Jakarta (TOPNEWS.MY.ID) – Sejumlah berita Minggu (11/6), humaniora kemarin masih menarik untuk disimak, mulai dari varian COVID-19 India hingga gangguan prostat.

Berikut berita-berita tersebut:

– Ganjar: Temuan varian COVID-19 India di Kudus yang pertama di Jateng

Gubernur Jawa Tengah Ganjar Pranowo memastikan bahwa temuan virus varian baru COVID-19 dari India di Kabupaten Kudus merupakan yang pertama di Jateng, sehingga harus menjadi kewaspadaan semua orang karena penularannya sangat cepat.

– Vaksinasi COVID-19 sudah mencakup 20,1 juta lebih penduduk Indonesia

Vaksinasi COVID-19 sudah mencakup 20,1 juta lebih penduduk Indonesia menurut data Satuan Tugas Penanganan COVID-19 pada Minggu siang.
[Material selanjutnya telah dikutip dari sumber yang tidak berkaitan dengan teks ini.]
#[cfg(test)]
mod tests {
    use super::*;
    use chrono::Duration;

    fn tracker() -> StepExecutionTracker {
        StepExecutionTracker::new(BoundariesSection::default())
    }

    #[test]
    fn test_initialize_is_idempotent() {
        let mut t = tracker();
        t.initialize(0, "web_surfer", "Step A");
        t.mark_in_progress(0, Utc::now());
        t.record_attempt(0, "x");
        let state = t.initialize(0, "coder_agent", "Other");
        assert_eq!(state.agent_name, "web_surfer");
        assert_eq!(state.attempt_count, 1);
    }

    #[test]
    fn test_mark_in_progress_resets_attempts() {
        let mut t = tracker();
        t.initialize(0, "web_surfer", "Step A");
        assert!(t.mark_in_progress(0, Utc::now()));
        assert_eq!(t.record_attempt(0, "a"), 1);
        assert_eq!(t.record_attempt(0, "b"), 2);
        assert!(t.mark_in_progress(0, Utc::now()));
        assert_eq!(t.get(0).unwrap().attempt_count, 0);
    }

    #[test]
    fn test_mark_in_progress_noop_after_completion() {
        let mut t = tracker();
        t.initialize(0, "web_surfer", "Step A");
        let now = Utc::now();
        t.mark_in_progress(0, now);
        t.record_attempt(0, "done");
        assert!(t.mark_completed(0, "done", CompletionKind::Normal, now));
        assert!(!t.mark_in_progress(0, now));
        assert_eq!(t.status(0), StepStatus::Completed);
        assert_eq!(t.get(0).unwrap().attempt_count, 1);
    }

    #[test]
    fn test_double_completion_is_noop() {
        let mut t = tracker();
        t.initialize(0, "web_surfer", "Step A");
        let now = Utc::now();
        t.mark_in_progress(0, now);
        assert!(t.mark_completed(0, "first", CompletionKind::Normal, now));
        let before = t.get(0).unwrap().clone();
        assert!(!t.mark_completed(0, "second", CompletionKind::Forced, now));
        assert_eq!(t.get(0).unwrap(), &before);
    }

    #[test]
    fn test_status_only_moves_forward() {
        let mut t = tracker();
        t.initialize(0, "web_surfer", "Step A");
        t.mark_in_progress(0, Utc::now());
        assert!(t.mark_failed(0, "gave up"));
        assert!(!t.mark_skipped(0));
        assert!(!t.mark_completed(0, "late", CompletionKind::Normal, Utc::now()));
        assert_eq!(t.status(0), StepStatus::Failed);
    }

    #[test]
    fn test_record_attempt_ignored_when_not_in_progress() {
        let mut t = tracker();
        t.initialize(0, "web_surfer", "Step A");
        assert_eq!(t.record_attempt(0, "early"), 0);
        assert_eq!(t.record_attempt(7, "missing"), 0);
    }

    #[test]
    fn test_boundary_profiles() {
        let t = tracker();
        let browse = t.boundaries_for("访问官网并浏览产品页");
        assert_eq!((browse.max_actions, browse.time_limit_secs), (4, 180));
        let read = t.boundaries_for("Read the manual");
        assert_eq!((read.max_actions, read.time_limit_secs), (3, 120));
        let plain = t.boundaries_for("Summarize results");
        assert_eq!(plain.profile, "default");
        assert_eq!((plain.max_actions, plain.time_limit_secs), (5, 300));
    }

    #[test]
    fn test_boundary_keywords_match_whole_words() {
        let t = tracker();
        assert_eq!(t.boundaries_for("Spread the thread already").profile, "default");
        assert_eq!(t.boundaries_for("Rewrite the summary").profile, "default");
        assert_eq!(t.boundaries_for("Write the summary").profile, "create");
        assert_eq!(t.boundaries_for("Find the vendor page").profile, "browse");
        assert_eq!(t.boundaries_for("生成产品图像").profile, "generate");
    }

    #[test]
    fn test_boundary_violations() {
        let mut t = tracker();
        t.initialize(0, "coder_agent", "Summarize results");
        let start = Utc::now();
        t.mark_in_progress(0, start);

        let ok = t.boundary_violations(0, 2, 0, start + Duration::seconds(10));
        assert!(!ok.should_force_complete);

        let actions = t.boundary_violations(0, 5, 0, start + Duration::seconds(10));
        assert!(actions.max_actions_exceeded && actions.should_force_complete);
        assert_eq!(actions.completion_kind(), CompletionKind::Boundary);

        let time = t.boundary_violations(0, 0, 0, start + Duration::seconds(301));
        assert!(time.time_limit_exceeded && time.should_force_complete);
        assert_eq!(time.completion_kind(), CompletionKind::Timeout);

        let rep = t.boundary_violations(0, 0, 3, start + Duration::seconds(1));
        assert!(rep.repetition_detected && rep.should_force_complete);
    }

    #[test]
    fn test_quality_score_ordering() {
        let mut t = tracker();
        let now = Utc::now();
        for i in 0..2 {
            t.initialize(i, "web_surfer", "Collect camera specs");
            t.mark_in_progress(i, now - Duration::seconds(150));
        }
        t.mark_completed(0, "✅ 当前步骤已完成: camera specs collected", CompletionKind::Normal, now);
        t.mark_completed(1, "still looking", CompletionKind::Forced, now);
        let normal = t.get(0).unwrap().quality_score;
        let forced = t.get(1).unwrap().quality_score;
        assert!(normal > forced);
        assert!((0.0..=1.0).contains(&normal));
        assert!((forced - 0.6).abs() < 1e-9);
    }

    #[test]
    fn test_collected_evidence_in_step_order() {
        let mut t = tracker();
        let now = Utc::now();
        for (i, title) in [(1usize, "B"), (0, "A")] {
            t.initialize(i, "web_surfer", title);
            t.mark_in_progress(i, now);
            t.mark_completed(i, &format!("evidence {title}"), CompletionKind::Normal, now);
        }
        let evidence = t.collected_evidence();
        assert_eq!(evidence.len(), 2);
        assert!(evidence[0].contains("evidence A"));
        assert!(evidence[1].contains("evidence B"));
    }
}
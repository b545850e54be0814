//! 计划模型：任务 + 有序步骤
//!
//! 计划由外部规划器生成，执行期间只读；重新规划时保留已完成前缀并追加新步骤。

use std::fmt;
use std::str::FromStr;

use serde::{Deserialize, Serialize};

/// 固定的智能体角色集合
#[derive(Debug, Clone, Copy, PartialEq, Eq, Hash, PartialOrd, Ord, Serialize, Deserialize)]
#[serde(rename_all = "snake_case")]
pub enum AgentRole {
    /// 网页浏览 / 搜索
    WebSurfer,
    /// 代码执行与文档撰写（markdown / html / pdf）
    #[serde(rename = "coder_agent")]
    Coder,
    /// 图像生成
    ImageGenerator,
    /// 本地文件读取
    FileSurfer,
}

impl AgentRole {
    pub const ALL: [AgentRole; 4] = [
        AgentRole::WebSurfer,
        AgentRole::Coder,
        AgentRole::ImageGenerator,
        AgentRole::FileSurfer,
    ];

    pub fn as_str(&self) -> &'static str {
        match self {
            AgentRole::WebSurfer => "web_surfer",
            AgentRole::Coder => "coder_agent",
            AgentRole::ImageGenerator => "image_generator",
            AgentRole::FileSurfer => "file_surfer",
        }
    }

    /// 调研型角色：边界更紧，完成判定更早放宽
    pub fn is_research(&self) -> bool {
        matches!(self, AgentRole::WebSurfer | AgentRole::FileSurfer)
    }
}

impl fmt::Display for AgentRole {
    fn fmt(&self, f: &mut fmt::Formatter<'_>) -> fmt::Result {
        f.write_str(self.as_str())
    }
}

impl FromStr for AgentRole {
    type Err = String;

    fn from_str(s: &str) -> Result<Self, Self::Err> {
        match s.trim().to_lowercase().as_str() {
            "web_surfer" | "websurfer" => Ok(AgentRole::WebSurfer),
            "coder_agent" | "coder" => Ok(AgentRole::Coder),
            "image_generator" => Ok(AgentRole::ImageGenerator),
            "file_surfer" | "filesurfer" => Ok(AgentRole::FileSurfer),
            other => Err(format!("unknown agent role: {other}")),
        }
    }
}

/// 计划中的一个步骤
#[derive(Debug, Clone, PartialEq, Eq, Serialize, Deserialize)]
pub struct Step {
    pub title: String,
    pub details: String,
    /// 角色名；空串表示未分配，由 AgentAllocator 决定
    #[serde(default)]
    pub agent_name: String,
}

impl Step {
    pub fn new(title: impl Into<String>, details: impl Into<String>) -> Self {
        Self {
            title: title.into(),
            details: details.into(),
            agent_name: String::new(),
        }
    }

    pub fn with_agent(mut self, role: AgentRole) -> Self {
        self.agent_name = role.as_str().to_string();
        self
    }

    /// 已分配且可识别的角色；空串或未知名称返回 None
    pub fn assigned_role(&self) -> Option<AgentRole> {
        if self.agent_name.trim().is_empty() {
            return None;
        }
        self.agent_name.parse().ok()
    }
}

/// 任务计划
#[derive(Debug, Clone, PartialEq, Eq, Serialize, Deserialize)]
pub struct Plan {
    pub task: String,
    pub steps: Vec<Step>,
}

impl Plan {
    pub fn new(task: impl Into<String>, steps: Vec<Step>) -> Self {
        Self {
            task: task.into(),
            steps,
        }
    }

    pub fn len(&self) -> usize {
        self.steps.len()
    }

    pub fn is_empty(&self) -> bool {
        self.steps.is_empty()
    }

    pub fn step(&self, index: usize) -> Option<&Step> {
        self.steps.get(index)
    }

    /// 保留前 `keep` 个步骤（已完成前缀），丢弃其余待执行定义，再追加新步骤
    pub fn splice_replan(&mut self, keep: usize, new_steps: Vec<Step>) {
        self.steps.truncate(keep);
        self.steps.extend(new_steps);
    }

    /// 已完成前缀的拷贝，交给规划器作为上下文
    pub fn prefix(&self, upto: usize) -> Vec<Step> {
        self.steps.iter().take(upto).cloned().collect()
    }
}

#[cfg(test)]
mod tests {
    use super::*;

    #[test]
    fn test_role_round_trip_names() {
        for role in AgentRole::ALL {
            assert_eq!(role.as_str().parse::<AgentRole>().unwrap(), role);
        }
        assert!("unknown".parse::<AgentRole>().is_err());
    }

    #[test]
    fn test_role_serde_names() {
        let json = serde_json::to_string(&AgentRole::Coder).unwrap();
        assert_eq!(json, "\"coder_agent\"");
        let role: AgentRole = serde_json::from_str("\"image_generator\"").unwrap();
        assert_eq!(role, AgentRole::ImageGenerator);
    }

    #[test]
    fn test_assigned_role() {
        assert_eq!(Step::new("a", "b").assigned_role(), None);
        let step = Step::new("a", "b").with_agent(AgentRole::FileSurfer);
        assert_eq!(step.assigned_role(), Some(AgentRole::FileSurfer));
        let mut odd = Step::new("a", "b");
        odd.agent_name = "painter".into();
        assert_eq!(odd.assigned_role(), None);
    }

    #[test]
    fn test_splice_replan_keeps_prefix() {
        let mut plan = Plan::new(
            "t",
            vec![Step::new("s1", ""), Step::new("s2", ""), Step::new("s3", "")],
        );
        plan.splice_replan(1, vec![Step::new("n1", ""), Step::new("n2", "")]);
        let titles: Vec<_> = plan.steps.iter().map(|s| s.title.as_str()).collect();
        assert_eq!(titles, vec!["s1", "n1", "n2"]);
    }

    #[test]
    fn test_step_json_without_agent_name() {
        let step: Step = serde_json::from_str(r#"{"title":"t","details":"d"}"#).unwrap();
        assert!(step.agent_name.is_empty());
    }
}
//! 运行快照持久化
//!
//! 将 RunSnapshot 写入/从 JSON 文件加载，用于进程重启后恢复运行。

use std::path::{Path, PathBuf};

use crate::core::state::RunSnapshot;

/// 单文件 JSON 持久化
#[derive(Debug)]
pub struct RunStatePersistence {
    path: PathBuf,
}

impl RunStatePersistence {
    pub fn new(path: impl AsRef<Path>) -> Self {
        Self {
            path: path.as_ref().to_path_buf(),
        }
    }

    /// `dir/<run_id>.json`
    pub fn for_run(dir: impl AsRef<Path>, run_id: &str) -> Self {
        Self::new(dir.as_ref().join(format!("{run_id}.json")))
    }

    pub fn path(&self) -> &Path {
        &self.path
    }

    /// 文件不存在时返回 None
    pub fn load(&self) -> anyhow::Result<Option<RunSnapshot>> {
        if !self.path.exists() {
            return Ok(None);
        }
        let data = std::fs::read(&self.path)?;
        Ok(Some(RunSnapshot::from_blob(&data)?))
    }

    /// 父目录不存在时自动创建
    pub fn save(&self, snapshot: &RunSnapshot) -> anyhow::Result<()> {
        if let Some(parent) = self.path.parent() {
            std::fs::create_dir_all(parent)?;
        }
        std::fs::write(&self.path, serde_json::to_string_pretty(snapshot)?)?;
        Ok(())
    }
}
– Pakar : Pendidikan harus bisa melihat kelebihan manusia

Pakar aliansi kebangsaan Yudi Latif mengatakan pendidikan harus bisa melihat kelebihan manusia dibandingkan dengan mesin sehingga dapat bersaing pada era disrupsi.
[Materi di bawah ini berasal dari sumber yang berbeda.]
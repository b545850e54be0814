//! 应用配置：从 config/default.toml 与环境变量加载
//!
//! 加载顺序：先读 TOML 文件，再用环境变量 `MAESTRO__*` 覆盖（双下划线表示嵌套，如 `MAESTRO__ORCHESTRATOR__MAX_REPLANS=5`）。

use std::path::PathBuf;

use serde::Deserialize;

use crate::execution::classifier::KeywordTables;

/// 应用配置根（对应 config/default.toml 的顶层）
#[derive(Debug, Clone, Deserialize, Default)]
#[serde(default)]
pub struct AppConfig {
    #[serde(default)]
    pub orchestrator: OrchestratorSection,
    #[serde(default)]
    pub transport: TransportSection,
    #[serde(default)]
    pub boundaries: BoundariesSection,
    #[serde(default)]
    pub loop_guard: LoopGuardSection,
    #[serde(default)]
    pub classifier: ClassifierSection,
}

/// [orchestrator] 段：尝试上限、重新规划、超时
#[derive(Debug, Clone, Deserialize)]
pub struct OrchestratorSection {
    /// 单步尝试硬上限，到达即强制完成
    #[serde(default = "default_max_attempts_per_step")]
    pub max_attempts_per_step: u32,
    #[serde(default = "default_max_replans")]
    pub max_replans: u32,
    /// 连续多少个步骤被强制完成后自动请求重新规划；0 表示关闭
    #[serde(default)]
    pub replan_after_forced_steps: u32,
    /// 同一次派发收到的过期回复上限，超出后按空回复处理
    #[serde(default = "default_max_stale_responses")]
    pub max_stale_responses: u32,
    #[serde(default = "default_agent_timeout_secs")]
    pub agent_timeout_secs: u64,
    #[serde(default = "default_planner_timeout_secs")]
    pub planner_timeout_secs: u64,
}

fn default_max_attempts_per_step() -> u32 {
    10
}

fn default_max_replans() -> u32 {
    3
}

fn default_max_stale_responses() -> u32 {
    3
}

fn default_agent_timeout_secs() -> u64 {
    300
}

fn default_planner_timeout_secs() -> u64 {
    120
}

impl Default for OrchestratorSection {
    fn default() -> Self {
        Self {
            max_attempts_per_step: default_max_attempts_per_step(),
            max_replans: default_max_replans(),
            replan_after_forced_steps: 0,
            max_stale_responses: default_max_stale_responses(),
            agent_timeout_secs: default_agent_timeout_secs(),
            planner_timeout_secs: default_planner_timeout_secs(),
        }
    }
}

/// [transport] 段：与智能体 / 规划器通信失败时的重试退避
#[derive(Debug, Clone, Deserialize)]
pub struct TransportSection {
    #[serde(default = "default_max_retries")]
    pub max_retries: u32,
    #[serde(default = "default_initial_backoff_ms")]
    pub initial_backoff_ms: u64,
    #[serde(default = "default_max_backoff_ms")]
    pub max_backoff_ms: u64,
}

fn default_max_retries() -> u32 {
    3
}

fn default_initial_backoff_ms() -> u64 {
    500
}

fn default_max_backoff_ms() -> u64 {
    8000
}

impl Default for TransportSection {
    fn default() -> Self {
        Self {
            max_retries: default_max_retries(),
            initial_backoff_ms: default_initial_backoff_ms(),
            max_backoff_ms: default_max_backoff_ms(),
        }
    }
}

/// [boundaries] 段：每步动作数 / 时间上限，按步骤标题关键词收紧
#[derive(Debug, Clone, Deserialize)]
pub struct BoundariesSection {
    #[serde(default = "default_max_actions")]
    pub default_max_actions: u32,
    #[serde(default = "default_time_limit_secs")]
    pub default_time_limit_secs: u64,
    /// 按顺序匹配，第一个命中的档位生效
    #[serde(default = "default_profiles")]
    pub profiles: Vec<BoundaryProfile>,
}

/// 步骤类型档位：标题包含任一关键词即采用该档位的上限
#[derive(Debug, Clone, Deserialize)]
pub struct BoundaryProfile {
    pub name: String,
    pub keywords: Vec<String>,
    pub max_actions: u32,
    pub time_limit_secs: u64,
}

fn default_max_actions() -> u32 {
    5
}

fn default_time_limit_secs() -> u64 {
    300
}

fn profile(name: &str, keywords: &[&str], max_actions: u32, time_limit_secs: u64) -> BoundaryProfile {
    BoundaryProfile {
        name: name.to_string(),
        keywords: keywords.iter().map(|k| k.to_string()).collect(),
        max_actions,
        time_limit_secs,
    }
}

fn default_profiles() -> Vec<BoundaryProfile> {
    vec![
        profile("browse", &["访问", "浏览", "browse", "visit", "find"], 4, 180),
        profile("read", &["阅读", "read", "information"], 3, 120),
        profile("generate", &["生成", "generate", "image"], 1, 60),
        profile("create", &["创建", "create", "write"], 2, 180),
    ]
}

impl Default for BoundariesSection {
    fn default() -> Self {
        Self {
            default_max_actions: default_max_actions(),
            default_time_limit_secs: default_time_limit_secs(),
            profiles: default_profiles(),
        }
    }
}

/// [loop_guard] 段：重复访问 / 连续重复 / 往返循环阈值
#[derive(Debug, Clone, Deserialize)]
pub struct LoopGuardSection {
    /// 同一目标在一个步骤内访问超过该次数即阻断
    #[serde(default = "default_max_target_visits")]
    pub max_target_visits: u32,
    /// 与最近 N 个动作完全相同即阻断
    #[serde(default = "default_max_consecutive_repeats")]
    pub max_consecutive_repeats: u32,
    /// A/B 往返出现的轮数
    #[serde(default = "default_alternating_cycle_repeats")]
    pub alternating_cycle_repeats: u32,
    /// 利用率达到该比例时给出 warn
    #[serde(default = "default_warn_utilization")]
    pub warn_utilization: f64,
    #[serde(default = "default_history_limit")]
    pub history_limit: usize,
    /// 重复回复文本的正则
    #[serde(default = "default_repetitive_text_patterns")]
    pub repetitive_text_patterns: Vec<String>,
}

fn default_max_target_visits() -> u32 {
    2
}

fn default_max_consecutive_repeats() -> u32 {
    2
}

fn default_alternating_cycle_repeats() -> u32 {
    3
}

fn default_warn_utilization() -> f64 {
    0.8
}

fn default_history_limit() -> usize {
    50
}

fn default_repetitive_text_patterns() -> Vec<String> {
    vec![
        r"(?is)click(?:ed)?\s+.*了解更多.*click(?:ed)?\s+.*了解更多".into(),
        r"(?is)(点击了?\s*.{0,20}了解更多).*点击了?\s*.{0,20}了解更多".into(),
        r"(?is)hover(?:ed)?\s+over\s+.*hover(?:ed)?\s+over\s+".into(),
        r"(?is)(?:same|identical)\s+page\s+again".into(),
    ]
}

impl Default for LoopGuardSection {
    fn default() -> Self {
        Self {
            max_target_visits: default_max_target_visits(),
            max_consecutive_repeats: default_max_consecutive_repeats(),
            alternating_cycle_repeats: default_alternating_cycle_repeats(),
            warn_utilization: default_warn_utilization(),
            history_limit: default_history_limit(),
            repetitive_text_patterns: default_repetitive_text_patterns(),
        }
    }
}

/// [classifier] 段：级联阈值与可注入的关键词表
#[derive(Debug, Clone, Deserialize)]
pub struct ClassifierSection {
    #[serde(default = "default_boundary_attempts")]
    pub boundary_attempts: u32,
    #[serde(default = "default_research_boundary_attempts")]
    pub research_boundary_attempts: u32,
    #[serde(default = "default_fallback_attempts")]
    pub fallback_attempts: u32,
    /// 语义评分中「足够长」的字符数
    #[serde(default = "default_semantic_min_chars")]
    pub semantic_min_chars: usize,
    /// 语义评分阈值（十分制，7 即 0.7）
    #[serde(default = "default_semantic_threshold")]
    pub semantic_threshold: u32,
    #[serde(default)]
    pub keywords: KeywordTables,
}

fn default_boundary_attempts() -> u32 {
    5
}

fn default_research_boundary_attempts() -> u32 {
    3
}

fn default_fallback_attempts() -> u32 {
    10
}

fn default_semantic_min_chars() -> usize {
    100
}

fn default_semantic_threshold() -> u32 {
    7
}

impl Default for ClassifierSection {
    fn default() -> Self {
        Self {
            boundary_attempts: default_boundary_attempts(),
            research_boundary_attempts: default_research_boundary_attempts(),
            fallback_attempts: default_fallback_attempts(),
            semantic_min_chars: default_semantic_min_chars(),
            semantic_threshold: default_semantic_threshold(),
            keywords: KeywordTables::default(),
        }
    }
}

/// 从 config 目录加载配置，环境变量 MAESTRO__* 可覆盖
///
/// 1. 按顺序查找 config/default.toml、../config/default.toml、default.toml，找到则作为第一源
/// 2. 若传入 config_path 且文件存在，则追加该文件（可覆盖前面的键）
/// 3. 最后叠加环境变量 MAESTRO__*（双下划线表示嵌套键）
pub fn load_config(config_path: Option<PathBuf>) -> Result<AppConfig, config::ConfigError> {
    let mut builder = config::Config::builder();

    let default_names = ["config/default", "../config/default", "default"];
    for name in default_names {
        let path = format!("{}.toml", name);
        if std::path::Path::new(&path).exists() {
            builder = builder.add_source(config::File::with_name(name).required(false));
            break;
        }
    }

    if let Some(ref path) = config_path {
        if path.exists() {
            builder = builder.add_source(config::File::from(path.clone()).required(false));
        }
    }

    builder = builder.add_source(
        config::Environment::with_prefix("MAESTRO")
            .separator("__")
            .try_parsing(true),
    );

    let c = builder.build()?;
    c.try_deserialize()
}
– Guru Besar FIB UI Prof. Dr. Toeti Heraty Noerhadi tutup usia

Guru Besar purnabakti Fakultas Ilmu Pengetahuan Budaya (FIB) Universitas Indonesia (UI) Prof. Dr. Toeti Heraty Noerhadi binti R. Roosseno meninggal dunia pada Minggu, 13 Juni 2021, pukul 05.10 WIB. Ia menutup mata di usia 87 tahun.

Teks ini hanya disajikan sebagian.